Oligarchies in Ukraine and Russia
Ukraine lectures 19
May 21, 2023
Apologies: I took a weekend off from posting my Making of Modern Ukraine lectures because I had a couple of other important pieces published: the one on “War and Politics” here as well as the one on nuclear propaganda in the New York Times.
The purpose of this lecture is to evaluate the Ukrainian and Russian states as they emerged after the end of the Soviet Union in 1991. I begin though with an excursus into postwar Polish history. It is very important to establish how the Polish factor changed, such that Russia became the most important “other” in Ukrainian history. The efforts of Polish thinkers and then Polish diplomats to create a new paradigm in Polish-Ukrainian relations bore fruit in the 1990s; this success was one reason why Poland was able to join NATO and the EU. Ironically, the very absence of of Polish-Ukrainian conflict made it difficult to remember just how important the Polish factor had always been.

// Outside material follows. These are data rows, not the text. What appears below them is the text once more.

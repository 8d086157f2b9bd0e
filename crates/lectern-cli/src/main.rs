//! Lectern CLI - turn lectures, slides and documents into content units.

mod commands;

use clap::{Parser, Subcommand};
use colored::Colorize;
use std::path::PathBuf;
use tracing_subscriber::{layer::SubscriberExt, util::SubscriberInitExt, EnvFilter};

#[derive(Parser)]
#[command(name = "lectern")]
#[command(author, version, about = "Multimodal ingestion for course material", long_about = None)]
#[command(propagate_version = true)]
struct Cli {
    /// Enable verbose output
    #[arg(short, long, global = true)]
    verbose: bool,

    #[command(subcommand)]
    command: Commands,
}

#[derive(Subcommand)]
enum Commands {
    /// Initialize lectern (create config and database)
    Init,

    /// Manage configuration
    #[command(subcommand)]
    Config(ConfigCommands),

    /// Check external tools and the database
    Check,

    /// Ingest files or directories as one batch
    Ingest {
        /// Files or directories to ingest
        #[arg(required = true)]
        paths: Vec<PathBuf>,

        /// Subject attached to every unit
        #[arg(short, long)]
        subject: Option<String>,

        /// Course attached to every unit
        #[arg(short, long)]
        course: Option<String>,

        /// Show what would be ingested without processing
        #[arg(long)]
        dry_run: bool,

        /// Do not write units to the database
        #[arg(long)]
        no_store: bool,

        /// Print the batch outcome as JSON
        #[arg(long)]
        json: bool,
    },

    /// Delete every unit of a source file
    Delete {
        /// Source id (e.g. 42 or sha256:...)
        source_id: String,
    },

    /// List the stored units of a source file
    Units {
        /// Source id (e.g. 42 or sha256:...)
        source_id: String,

        /// Print units as JSON
        #[arg(long)]
        json: bool,
    },
}

#[derive(Subcommand)]
enum ConfigCommands {
    /// Show current configuration
    Show,

    /// Print the config file location
    Path,

    /// Set a configuration value
    Set {
        /// Configuration key (e.g., captioning.quota_limit)
        key: String,

        /// Value to set
        value: String,
    },
}

fn init_logging(verbose: bool) {
    let filter = if verbose {
        EnvFilter::try_from_default_env().unwrap_or_else(|_| EnvFilter::new("lectern=debug,info"))
    } else {
        EnvFilter::try_from_default_env().unwrap_or_else(|_| EnvFilter::new("lectern=info,warn"))
    };

    tracing_subscriber::registry()
        .with(filter)
        .with(tracing_subscriber::fmt::layer().with_target(false))
        .init();
}

fn main() {
    let cli = Cli::parse();
    init_logging(cli.verbose);

    let result = match cli.command {
        Commands::Init => commands::init::run(),
        Commands::Config(cmd) => match cmd {
            ConfigCommands::Show => commands::config::show(),
            ConfigCommands::Path => commands::config::path(),
            ConfigCommands::Set { key, value } => commands::config::set(&key, &value),
        },
        Commands::Check => commands::check::run(),
        Commands::Ingest {
            paths,
            subject,
            course,
            dry_run,
            no_store,
            json,
        } => commands::ingest::run(
            &paths,
            commands::ingest::IngestOptions {
                subject,
                course,
                dry_run,
                store: !no_store,
                json,
            },
        ),
        Commands::Delete { source_id } => commands::units::delete(&source_id),
        Commands::Units { source_id, json } => commands::units::list(&source_id, json),
    };

    if let Err(e) = result {
        eprintln!("{} {}", "Error:".red().bold(), e);
        std::process::exit(1);
    }
}
//! Initialize Lectern.

use super::get_paths;
use anyhow::{Context, Result};
use colored::Colorize;
use lectern_config::Config;
use lectern_db::Database;

pub fn run() -> Result<()> {
    let paths = get_paths()?;

    if paths.is_initialized() {
        println!("{} Lectern is already initialized.", "Note:".yellow().bold());
        println!("  Config: {}", paths.config_file.display());
        println!("  Database: {}", paths.database_file.display());
        return Ok(());
    }

    println!("{}", "Initializing Lectern...".cyan().bold());

    paths.ensure_dirs().context("Failed to create directories")?;
    println!("  {} Created directories", "✓".green());

    if !paths.config_file.exists() {
        Config::create_default_file(&paths.config_file).context("Failed to create config file")?;
    }
    println!("  {} Config: {}", "✓".green(), paths.config_file.display());

    let _db = Database::open(&paths.database_file).context("Failed to initialize database")?;
    println!("  {} Database: {}", "✓".green(), paths.database_file.display());

    println!();
    println!("{}", "Lectern initialized successfully!".green().bold());
    println!();
    println!("Next steps:");
    println!("  1. Export provider keys: {}", "OPENAI_API_KEY, GEMINI_API_KEY".cyan());
    println!("  2. Check local tools: {}", "lectern check".cyan());
    println!(
        "  3. Ingest a lecture: {}",
        "lectern ingest 42-lecture.pdf --subject Programming".cyan()
    );

    Ok(())
}
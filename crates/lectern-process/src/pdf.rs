//! PDF image extraction and page rendering using Poppler.

use crate::error::ProcessResult;
use crate::tool::{require, require_file, run};
use std::path::{Path, PathBuf};
use std::process::Command;
use tracing::{debug, info};

/// An image taken from a PDF.
#[derive(Debug, Clone, PartialEq, Eq)]
pub struct PdfImage {
    pub path: PathBuf,
    /// 1-based page number.
    pub page: u32,
    /// Position of the image on its page, 0 for rendered pages.
    pub index: u32,
}

fn pdf_stem(pdf_path: &Path) -> &str {
    pdf_path
        .file_stem()
        .and_then(|s| s.to_str())
        .unwrap_or("document")
}

/// Split `"<prefix>-<a>-<b>.png"` style names into their numeric fields.
fn numeric_suffix(file_name: &str, prefix: &str) -> Option<Vec<u32>> {
    let rest = file_name.strip_prefix(prefix)?.strip_prefix('-')?;
    let rest = rest.rsplit_once('.').map(|(base, _)| base).unwrap_or(rest);
    rest.split('-').map(|part| part.parse().ok()).collect()
}

/// Collect tool outputs named `<prefix>-...` and move them to their final names.
///
/// `key` maps the numeric fields of a name to `(page, order)`. Images are
/// renumbered by their order within each page before `name` is asked for
/// the final file name.
fn collect<K, N>(output_dir: &Path, prefix: &str, key: K, name: N) -> ProcessResult<Vec<PdfImage>>
where
    K: Fn(&[u32]) -> Option<(u32, u32)>,
    N: Fn(u32, u32) -> String,
{
    let mut found = Vec::new();
    for entry in std::fs::read_dir(output_dir)? {
        let entry = entry?;
        let file_name = entry.file_name().to_string_lossy().to_string();
        let Some((page, order)) = numeric_suffix(&file_name, prefix).and_then(|fields| key(&fields)) else {
            continue;
        };
        found.push((page, order, entry.path()));
    }
    found.sort();

    let mut images: Vec<PdfImage> = Vec::with_capacity(found.len());
    for (page, _, raw) in found {
        let index = match images.last() {
            Some(last) if last.page == page => last.index + 1,
            _ => 0,
        };
        let path = output_dir.join(name(page, index));
        std::fs::rename(raw, &path)?;
        images.push(PdfImage { path, page, index });
    }
    Ok(images)
}

/// Extract the images embedded in a PDF's pages.
///
/// Outputs are named `<stem>_page_<page>_img_<index>.png`.
pub fn extract_pdf_images(pdf_path: &Path, output_dir: &Path) -> ProcessResult<Vec<PdfImage>> {
    require_file(pdf_path)?;
    require("pdfimages")?;

    let stem = pdf_stem(pdf_path);
    let prefix = format!("{}.raw", stem);

    info!("Extracting embedded images from {:?}", pdf_path);

    run(
        "pdfimages",
        Command::new("pdfimages")
            .args(["-png", "-p"])
            .arg(pdf_path)
            .arg(output_dir.join(&prefix)),
    )?;

    // With -p the names carry the page and a counter that runs across the document.
    let images = collect(
        output_dir,
        &prefix,
        |fields| match fields {
            [page, counter] => Some((*page, *counter)),
            _ => None,
        },
        |page, index| format!("{}_page_{}_img_{}.png", stem, page, index),
    )?;

    debug!("Extracted {} images from {:?}", images.len(), pdf_path);
    Ok(images)
}

/// Render every page of a PDF to a PNG at `dpi`.
///
/// Outputs are named `<stem>_page_<page>.png`.
pub fn render_pdf_pages(pdf_path: &Path, output_dir: &Path, dpi: u32) -> ProcessResult<Vec<PdfImage>> {
    require_file(pdf_path)?;
    require("pdftoppm")?;

    let stem = pdf_stem(pdf_path);
    let prefix = format!("{}.raw", stem);

    info!("Rendering pages of {:?} at {} dpi", pdf_path, dpi);

    run(
        "pdftoppm",
        Command::new("pdftoppm")
            .args(["-png", "-r", &dpi.to_string()])
            .arg(pdf_path)
            .arg(output_dir.join(&prefix)),
    )?;

    let pages = collect(
        output_dir,
        &prefix,
        |fields| match fields {
            [page] => Some((*page, 0)),
            _ => None,
        },
        |page, _| format!("{}_page_{}.png", stem, page),
    )?;

    debug!("Rendered {} pages from {:?}", pages.len(), pdf_path);
    Ok(pages)
}

#[cfg(test)]
mod tests {
    use super::*;
    use crate::error::ProcessError;

    #[test]
    fn test_numeric_suffix() {
        assert_eq!(
            numeric_suffix("notes.raw-003-001.png", "notes.raw"),
            Some(vec![3, 1])
        );
        assert_eq!(numeric_suffix("notes.raw-12.png", "notes.raw"), Some(vec![12]));
        assert_eq!(numeric_suffix("notes.raw-x.png", "notes.raw"), None);
        assert_eq!(numeric_suffix("other-1.png", "notes.raw"), None);
    }

    #[test]
    fn test_collect_numbers_images_per_page() {
        let dir = tempfile::tempdir().unwrap();
        for name in [
            "notes.raw-002-002.png",
            "notes.raw-001-001.png",
            "notes.raw-001-000.png",
            "notes.raw-003-010.png",
            "notes.raw-003-003.png",
            "unrelated.png",
        ] {
            std::fs::write(dir.path().join(name), name).unwrap();
        }

        let images = collect(
            dir.path(),
            "notes.raw",
            |fields| match fields {
                [page, counter] => Some((*page, *counter)),
                _ => None,
            },
            |page, index| format!("notes_page_{}_img_{}.png", page, index),
        )
        .unwrap();

        let names: Vec<String> = images
            .iter()
            .map(|i| i.path.file_name().unwrap().to_string_lossy().to_string())
            .collect();
        assert_eq!(
            names,
            vec![
                "notes_page_1_img_0.png",
                "notes_page_1_img_1.png",
                "notes_page_2_img_0.png",
                "notes_page_3_img_0.png",
                "notes_page_3_img_1.png",
            ]
        );
        assert_eq!(images[2].page, 2);
        assert_eq!(images[2].index, 0);
        assert_eq!(
            std::fs::read_to_string(&images[4].path).unwrap(),
            "notes.raw-003-010.png"
        );
        assert!(dir.path().join("unrelated.png").exists());
        assert!(!dir.path().join("notes.raw-002-002.png").exists());
    }

    #[test]
    fn test_missing_pdf() {
        let dir = tempfile::tempdir().unwrap();
        let result = extract_pdf_images(Path::new("/nonexistent/notes.pdf"), dir.path());
        assert!(matches!(result, Err(ProcessError::FileNotFound(_))));
    }
}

Russia and Ukraine both emerge from the Soviet Union, but diverge in their domestic politics. Both suffered from the problem of oligarchy: concentration of wealth and associated political power. In Ukraine this led to a certain pluralism; in Russia, one person eventually became the boss of bosses. By the 2010s, the state and societies were more different than (I think) the people in question sometimes realized; this became apparent during Ukrainian protests for democracy and for European integration, which are subjects of lectures to come.
The video is here and the podcast version is hereor here. Sorry I forgot to post the links last time! They are always the same, so if you are following these lectures, you could just bookmark them.
Readings:
Plokhy, Gates of Europe, chapter 26.
Serhy Yekelchyk, The Conflict in Ukraine, Oxford: Oxford University Press, 2015, chapter 4.
Peter Pomerantsev, Nothing is True and Everything is Possible, New York: Public Affairs, 2014, Act 1: Reality Show Russia, 1-77.